Bajouca vai ao Parlamento contra o furo de gás, hoje às 15h00

Climáximo e Greve Climática Estudantil, em frente ao parlamento, em solidariedade com a população da Bajouca, contra a prospecção de gás

Ao contrário do que muitos pensam, Portugal ainda não se livrou da possibilidade de pesquisa de hidrocarbonetos. Com dois furos planeados em terra para as localidades Aljubarrota e Bajouca, para sondagem de gás, o jogo continua infelizmente em aberto e a empresa Australis Oil & Gas tem planos para furar nestas duas localidades.

No dia 9 de Julho às 15h30, o colectivo Climáximo e a Greve Climática Estudantil, vão estar na Assembleia da República, a mostrar solidariedade para uma comissão de moradores da Bajouca, entre eles a Associação Bajouquense para o Desenvolvimento e o Movimento do Centro contra exploração de Gás.

Estes moradores da Bajouca vão ser recebidos pelo Vice-Presidente da Comissão de Economia, Inovação e Obras Públicas e um representante de cada Grupo Parlamentar, no seguimento de uma carta enviada ao presidente da assembleia da república, onde mostraram a sua preocupação e oposição aos furos para prospecção de gás, na sua localidade.

“Existem neste momento dois contratos ativos para sondagem de gás na zona entre Fátima e Coimbra e dois furos planeados para as localidades de Aljubarrota e Bajouca. Temos que estar em solidariedade com as populações locais, pois apesar do problema das alterações climáticas ser global, existem riscos para as populações locais. Num contexto de crise climática não podemos iniciar novos projectos de combustíveis fósseis e o gás é apenas mais um combustível fóssil. ”, afirma João Costa, activista do colectivo Climáximo.

Os contratos foram feitos pelo Estado Português ao longo dos últimos 10 anos, sem consultar municípios ou populações. Não existem contrapartidas financeiras relevantes, e há uma grande preocupação no que toca à contaminação de água para agricultura e consumo, a proximidade dos furos das habitações. Tudo isto num cenário de aumento de temperatura global causada pela queima de combustíveis fósseis.

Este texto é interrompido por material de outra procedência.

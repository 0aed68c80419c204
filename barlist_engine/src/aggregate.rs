//! Inventory aggregation over canonical bar records.
//!
//! A pure function of its input: grouping uses ordered maps and summation
//! uses exact decimal arithmetic, so two passes over the same records (in
//! any order) produce identical output. Aggregates are ephemeral — always
//! recomputed from the current snapshot, never persisted on their own.

use std::collections::BTreeMap;

use rust_decimal::Decimal;

use crate::models::bar::BarRecord;

/// Bar count and summed weight for one group (or a whole provider list).
#[derive(Debug, Clone, Default, PartialEq, Eq)]
pub struct Aggregate {
    pub bar_count: u64,
    pub total_weight_oz: Decimal,
}

impl Aggregate {
    fn add(&mut self, weight_oz: Decimal) {
        self.bar_count += 1;
        self.total_weight_oz += weight_oz;
    }
}

/// Grouping key: (vault, brand). Both sides are normalized labels, so the
/// key is always comparable.
pub type GroupKey = (String, String);

/// Per-(vault, brand) aggregates plus the provider-level total.
#[derive(Debug, Clone, Default, PartialEq, Eq)]
pub struct InventorySummary {
    pub by_group: BTreeMap<GroupKey, Aggregate>,
    pub total: Aggregate,
}

/// Groups records by (vault, brand) and sums weights exactly.
pub fn aggregate(records: &[BarRecord]) -> InventorySummary {
    let mut summary = InventorySummary::default();
    for record in records {
        summary
            .by_group
            .entry((record.vault.clone(), record.brand.clone()))
            .or_default()
            .add(record.weight_oz);
        summary.total.add(record.weight_oz);
    }
    summary
}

“Num cenário de aumento da temperatura global, maioritariamente causado pela queima de combustíveis fósseis, é impensável continuar a sondar, e explorar, mais reservas. Uma das nossas reivindicações é o cancelamento dos contratos de Batalha e Pombal, e por isso, a partir do momento em que a população local nos contactou, decidimos que tínhamos de estar presentes para mostrar o nosso apoio”, indica Mourana, uma voluntária da Greve Climática Estudantil.

Esta presença serve também para relembrar que desde dia 17 até 21 de Julho, estará a acontecer o primeiro acampamento climático de acção, Camp-in-Gás (www.camp-in-gas.pt) na Bajouca, que junta 7 organizações com o apoio de mais 9. Este acampamento climático de acção levará até à Bajouca, mais de 150 pessoas e incluirá oficinas, conversas, música, poesia, um espaço criança, entre outras actividades, que culminarão numa manifestação no dia 20, percorrendo a localidade da Bajouca e com término no terreno onde a empresa pretende realizar um furo para prospecção de gás.